Exercise instructions = Lift out, unaltered, the lines of the material below between the line holding "the satellite allocator." and the line holding "impl Default for LedgerConfig", counting both.

···

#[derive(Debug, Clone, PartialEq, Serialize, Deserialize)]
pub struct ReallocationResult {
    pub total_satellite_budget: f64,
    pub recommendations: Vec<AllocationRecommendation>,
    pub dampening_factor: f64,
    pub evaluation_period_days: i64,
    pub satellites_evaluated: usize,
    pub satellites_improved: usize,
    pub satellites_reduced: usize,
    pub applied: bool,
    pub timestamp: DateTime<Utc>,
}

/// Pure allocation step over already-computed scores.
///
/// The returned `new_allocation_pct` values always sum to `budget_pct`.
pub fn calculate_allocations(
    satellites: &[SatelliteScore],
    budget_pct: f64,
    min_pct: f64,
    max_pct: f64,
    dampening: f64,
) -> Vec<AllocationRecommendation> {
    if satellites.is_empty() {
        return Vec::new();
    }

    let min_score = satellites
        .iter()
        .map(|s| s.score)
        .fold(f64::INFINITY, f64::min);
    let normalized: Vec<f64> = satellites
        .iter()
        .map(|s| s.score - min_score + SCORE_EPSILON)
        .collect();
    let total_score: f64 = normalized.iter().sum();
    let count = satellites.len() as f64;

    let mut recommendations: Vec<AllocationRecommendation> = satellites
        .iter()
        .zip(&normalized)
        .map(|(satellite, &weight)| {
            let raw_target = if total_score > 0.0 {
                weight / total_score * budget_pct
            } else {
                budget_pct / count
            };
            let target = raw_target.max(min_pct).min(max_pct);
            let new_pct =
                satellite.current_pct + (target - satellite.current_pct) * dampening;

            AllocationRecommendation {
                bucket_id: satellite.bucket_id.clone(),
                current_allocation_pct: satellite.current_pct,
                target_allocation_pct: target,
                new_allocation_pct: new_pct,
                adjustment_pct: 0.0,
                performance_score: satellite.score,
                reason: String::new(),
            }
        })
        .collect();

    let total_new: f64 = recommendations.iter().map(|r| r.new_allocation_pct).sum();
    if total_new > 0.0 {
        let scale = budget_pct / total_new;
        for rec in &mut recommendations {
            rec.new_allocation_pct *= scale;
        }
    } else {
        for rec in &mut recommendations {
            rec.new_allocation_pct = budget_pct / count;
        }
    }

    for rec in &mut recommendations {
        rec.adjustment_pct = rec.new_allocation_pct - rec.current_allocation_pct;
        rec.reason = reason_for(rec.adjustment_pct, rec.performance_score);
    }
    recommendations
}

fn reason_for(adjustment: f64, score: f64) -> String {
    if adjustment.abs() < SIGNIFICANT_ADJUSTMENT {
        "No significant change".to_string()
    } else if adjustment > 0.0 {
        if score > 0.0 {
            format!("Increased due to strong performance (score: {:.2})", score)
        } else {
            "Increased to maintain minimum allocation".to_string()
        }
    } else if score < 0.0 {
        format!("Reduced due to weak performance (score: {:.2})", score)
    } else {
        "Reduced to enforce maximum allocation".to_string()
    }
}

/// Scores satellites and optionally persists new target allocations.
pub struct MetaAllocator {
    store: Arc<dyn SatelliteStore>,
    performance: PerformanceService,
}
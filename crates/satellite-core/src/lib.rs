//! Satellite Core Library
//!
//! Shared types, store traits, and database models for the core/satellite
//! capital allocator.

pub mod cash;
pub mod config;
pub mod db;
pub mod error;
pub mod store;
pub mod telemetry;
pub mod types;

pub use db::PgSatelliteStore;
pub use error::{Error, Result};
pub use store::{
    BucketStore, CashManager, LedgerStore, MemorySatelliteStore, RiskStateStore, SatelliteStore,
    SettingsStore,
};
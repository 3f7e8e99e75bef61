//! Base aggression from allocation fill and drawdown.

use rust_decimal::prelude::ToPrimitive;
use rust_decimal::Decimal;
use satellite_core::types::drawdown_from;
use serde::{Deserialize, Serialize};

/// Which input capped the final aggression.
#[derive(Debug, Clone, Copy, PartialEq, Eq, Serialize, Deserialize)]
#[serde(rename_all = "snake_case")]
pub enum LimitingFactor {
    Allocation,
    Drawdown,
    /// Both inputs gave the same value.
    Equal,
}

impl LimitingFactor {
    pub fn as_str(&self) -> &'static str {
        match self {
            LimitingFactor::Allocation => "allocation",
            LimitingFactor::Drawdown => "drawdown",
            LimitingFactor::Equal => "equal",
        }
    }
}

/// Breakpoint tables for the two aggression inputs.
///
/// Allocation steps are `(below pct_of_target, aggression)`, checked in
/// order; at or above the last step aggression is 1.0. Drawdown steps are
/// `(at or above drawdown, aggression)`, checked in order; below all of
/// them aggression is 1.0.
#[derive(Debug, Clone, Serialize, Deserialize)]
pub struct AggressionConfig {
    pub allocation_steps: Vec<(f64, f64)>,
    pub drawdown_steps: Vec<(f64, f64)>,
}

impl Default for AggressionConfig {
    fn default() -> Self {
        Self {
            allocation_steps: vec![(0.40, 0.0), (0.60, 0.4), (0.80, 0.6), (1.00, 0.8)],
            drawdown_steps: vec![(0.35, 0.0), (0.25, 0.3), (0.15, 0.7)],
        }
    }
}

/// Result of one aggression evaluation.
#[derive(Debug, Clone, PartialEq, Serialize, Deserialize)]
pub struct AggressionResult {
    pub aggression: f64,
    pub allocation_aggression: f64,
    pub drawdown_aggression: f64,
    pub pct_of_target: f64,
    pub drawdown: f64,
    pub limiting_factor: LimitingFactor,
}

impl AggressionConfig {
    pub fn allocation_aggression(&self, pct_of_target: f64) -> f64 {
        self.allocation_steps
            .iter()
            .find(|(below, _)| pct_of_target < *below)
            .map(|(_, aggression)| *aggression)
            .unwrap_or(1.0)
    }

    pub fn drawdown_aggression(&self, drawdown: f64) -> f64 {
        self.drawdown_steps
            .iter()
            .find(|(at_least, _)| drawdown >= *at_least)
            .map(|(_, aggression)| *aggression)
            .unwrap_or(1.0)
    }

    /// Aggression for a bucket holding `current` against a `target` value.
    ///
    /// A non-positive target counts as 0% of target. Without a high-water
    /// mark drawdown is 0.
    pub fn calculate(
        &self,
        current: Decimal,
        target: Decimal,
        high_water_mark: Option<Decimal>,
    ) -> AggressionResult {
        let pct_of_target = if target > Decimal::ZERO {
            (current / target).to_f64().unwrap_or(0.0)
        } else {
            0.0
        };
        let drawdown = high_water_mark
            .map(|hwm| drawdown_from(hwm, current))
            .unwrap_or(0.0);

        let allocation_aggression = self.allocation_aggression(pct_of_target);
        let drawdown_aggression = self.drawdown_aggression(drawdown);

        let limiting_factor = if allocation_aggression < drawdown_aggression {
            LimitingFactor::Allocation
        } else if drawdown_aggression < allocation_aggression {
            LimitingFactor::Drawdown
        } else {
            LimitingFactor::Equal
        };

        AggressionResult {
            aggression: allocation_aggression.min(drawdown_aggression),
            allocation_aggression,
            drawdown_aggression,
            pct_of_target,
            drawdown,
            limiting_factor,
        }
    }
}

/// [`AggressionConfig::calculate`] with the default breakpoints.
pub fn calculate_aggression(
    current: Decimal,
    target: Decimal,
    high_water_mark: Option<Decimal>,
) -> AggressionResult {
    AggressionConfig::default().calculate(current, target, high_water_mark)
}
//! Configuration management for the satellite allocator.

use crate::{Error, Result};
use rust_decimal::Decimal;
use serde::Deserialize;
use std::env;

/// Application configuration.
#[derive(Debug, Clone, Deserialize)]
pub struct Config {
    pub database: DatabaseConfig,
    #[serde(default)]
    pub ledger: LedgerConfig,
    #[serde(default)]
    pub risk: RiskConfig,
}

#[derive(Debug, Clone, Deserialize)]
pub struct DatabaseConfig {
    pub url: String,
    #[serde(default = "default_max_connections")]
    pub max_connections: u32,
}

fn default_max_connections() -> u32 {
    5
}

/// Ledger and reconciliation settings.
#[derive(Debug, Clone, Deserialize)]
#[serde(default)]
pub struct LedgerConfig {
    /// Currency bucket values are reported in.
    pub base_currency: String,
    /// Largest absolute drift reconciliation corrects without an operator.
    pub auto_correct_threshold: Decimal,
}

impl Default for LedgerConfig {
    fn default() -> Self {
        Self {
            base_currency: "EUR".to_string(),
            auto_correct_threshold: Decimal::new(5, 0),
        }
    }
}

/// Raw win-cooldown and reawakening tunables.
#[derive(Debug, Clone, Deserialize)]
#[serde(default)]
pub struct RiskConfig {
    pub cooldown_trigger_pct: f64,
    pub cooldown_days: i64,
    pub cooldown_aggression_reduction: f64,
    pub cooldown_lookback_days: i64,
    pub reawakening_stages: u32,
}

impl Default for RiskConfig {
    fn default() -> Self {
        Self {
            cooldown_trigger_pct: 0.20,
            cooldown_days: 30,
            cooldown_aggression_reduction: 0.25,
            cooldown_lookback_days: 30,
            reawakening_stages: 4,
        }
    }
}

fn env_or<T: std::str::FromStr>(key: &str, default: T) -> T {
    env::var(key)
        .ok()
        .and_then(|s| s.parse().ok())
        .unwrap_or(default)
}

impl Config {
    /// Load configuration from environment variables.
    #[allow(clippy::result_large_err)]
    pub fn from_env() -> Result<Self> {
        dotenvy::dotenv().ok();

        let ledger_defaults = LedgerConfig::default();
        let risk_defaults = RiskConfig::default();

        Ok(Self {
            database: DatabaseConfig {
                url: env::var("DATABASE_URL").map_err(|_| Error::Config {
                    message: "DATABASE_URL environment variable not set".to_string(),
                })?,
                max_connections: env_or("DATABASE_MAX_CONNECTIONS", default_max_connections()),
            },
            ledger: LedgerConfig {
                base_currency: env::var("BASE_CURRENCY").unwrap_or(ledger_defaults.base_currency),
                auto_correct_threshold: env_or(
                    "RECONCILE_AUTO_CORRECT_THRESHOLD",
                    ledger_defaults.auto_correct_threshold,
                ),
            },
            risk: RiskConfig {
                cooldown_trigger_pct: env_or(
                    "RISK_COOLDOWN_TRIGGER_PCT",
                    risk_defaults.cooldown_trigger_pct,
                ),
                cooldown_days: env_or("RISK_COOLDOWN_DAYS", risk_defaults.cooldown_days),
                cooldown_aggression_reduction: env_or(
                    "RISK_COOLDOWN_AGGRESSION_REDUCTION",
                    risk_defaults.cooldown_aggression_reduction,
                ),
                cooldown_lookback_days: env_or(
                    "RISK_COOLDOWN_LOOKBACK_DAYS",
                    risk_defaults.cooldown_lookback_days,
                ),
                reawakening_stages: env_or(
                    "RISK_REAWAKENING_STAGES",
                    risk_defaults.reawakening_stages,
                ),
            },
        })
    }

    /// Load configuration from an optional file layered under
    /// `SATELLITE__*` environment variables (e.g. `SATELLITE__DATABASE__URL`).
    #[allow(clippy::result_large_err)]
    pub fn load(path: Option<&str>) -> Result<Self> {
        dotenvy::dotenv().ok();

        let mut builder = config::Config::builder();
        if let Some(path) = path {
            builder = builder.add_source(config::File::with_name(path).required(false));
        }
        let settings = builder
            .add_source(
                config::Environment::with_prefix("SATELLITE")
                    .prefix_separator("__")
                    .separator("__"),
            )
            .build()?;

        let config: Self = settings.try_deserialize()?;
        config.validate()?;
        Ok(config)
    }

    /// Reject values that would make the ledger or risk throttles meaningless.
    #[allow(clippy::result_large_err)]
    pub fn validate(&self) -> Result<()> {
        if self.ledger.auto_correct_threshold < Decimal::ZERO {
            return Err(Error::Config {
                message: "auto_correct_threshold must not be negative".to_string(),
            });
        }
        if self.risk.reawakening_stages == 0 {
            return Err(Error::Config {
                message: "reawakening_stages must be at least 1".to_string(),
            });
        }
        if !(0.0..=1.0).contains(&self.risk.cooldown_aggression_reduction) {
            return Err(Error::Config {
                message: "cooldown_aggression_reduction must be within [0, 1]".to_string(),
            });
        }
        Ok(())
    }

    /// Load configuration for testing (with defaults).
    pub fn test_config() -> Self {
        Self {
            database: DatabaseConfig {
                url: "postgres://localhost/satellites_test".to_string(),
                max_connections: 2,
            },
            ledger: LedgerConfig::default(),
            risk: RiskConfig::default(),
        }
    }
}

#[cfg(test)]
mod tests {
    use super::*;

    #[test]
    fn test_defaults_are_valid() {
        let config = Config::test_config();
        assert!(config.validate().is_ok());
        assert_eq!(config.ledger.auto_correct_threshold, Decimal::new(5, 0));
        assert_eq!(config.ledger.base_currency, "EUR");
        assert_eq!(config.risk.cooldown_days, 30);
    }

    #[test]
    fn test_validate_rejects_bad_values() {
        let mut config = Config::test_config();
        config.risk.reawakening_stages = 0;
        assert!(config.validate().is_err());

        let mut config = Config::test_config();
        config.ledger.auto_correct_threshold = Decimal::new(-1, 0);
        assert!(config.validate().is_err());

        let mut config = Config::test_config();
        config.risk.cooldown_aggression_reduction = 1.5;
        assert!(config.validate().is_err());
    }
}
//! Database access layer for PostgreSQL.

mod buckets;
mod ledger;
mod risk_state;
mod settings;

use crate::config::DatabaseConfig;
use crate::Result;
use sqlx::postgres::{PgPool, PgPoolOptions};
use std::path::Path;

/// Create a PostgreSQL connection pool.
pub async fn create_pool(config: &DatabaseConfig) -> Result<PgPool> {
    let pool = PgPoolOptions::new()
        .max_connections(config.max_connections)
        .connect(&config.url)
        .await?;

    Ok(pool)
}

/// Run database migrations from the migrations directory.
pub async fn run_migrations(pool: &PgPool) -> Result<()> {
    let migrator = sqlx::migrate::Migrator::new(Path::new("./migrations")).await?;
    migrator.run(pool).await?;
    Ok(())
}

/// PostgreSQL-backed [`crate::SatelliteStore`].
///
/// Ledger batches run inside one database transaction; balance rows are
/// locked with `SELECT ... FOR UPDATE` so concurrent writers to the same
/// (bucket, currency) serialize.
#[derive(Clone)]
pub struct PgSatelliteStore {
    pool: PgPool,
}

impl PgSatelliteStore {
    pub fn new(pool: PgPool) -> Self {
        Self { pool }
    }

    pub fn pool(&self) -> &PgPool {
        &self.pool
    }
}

···

Output of the exercise =
//! Configuration management for the satellite allocator.

use crate::{Error, Result};
use rust_decimal::Decimal;
use serde::Deserialize;
use std::env;

/// Application configuration.
#[derive(Debug, Clone, Deserialize)]
pub struct Config {
    pub database: DatabaseConfig,
    #[serde(default)]
    pub ledger: LedgerConfig,
    #[serde(default)]
    pub risk: RiskConfig,
}

#[derive(Debug, Clone, Deserialize)]
pub struct DatabaseConfig {
    pub url: String,
    #[serde(default = "default_max_connections")]
    pub max_connections: u32,
}

fn default_max_connections() -> u32 {
    5
}

/// Ledger and reconciliation settings.
#[derive(Debug, Clone, Deserialize)]
#[serde(default)]
pub struct LedgerConfig {
    /// Currency bucket values are reported in.
    pub base_currency: String,
    /// Largest absolute drift reconciliation corrects without an operator.
    pub auto_correct_threshold: Decimal,
}

impl Default for LedgerConfig {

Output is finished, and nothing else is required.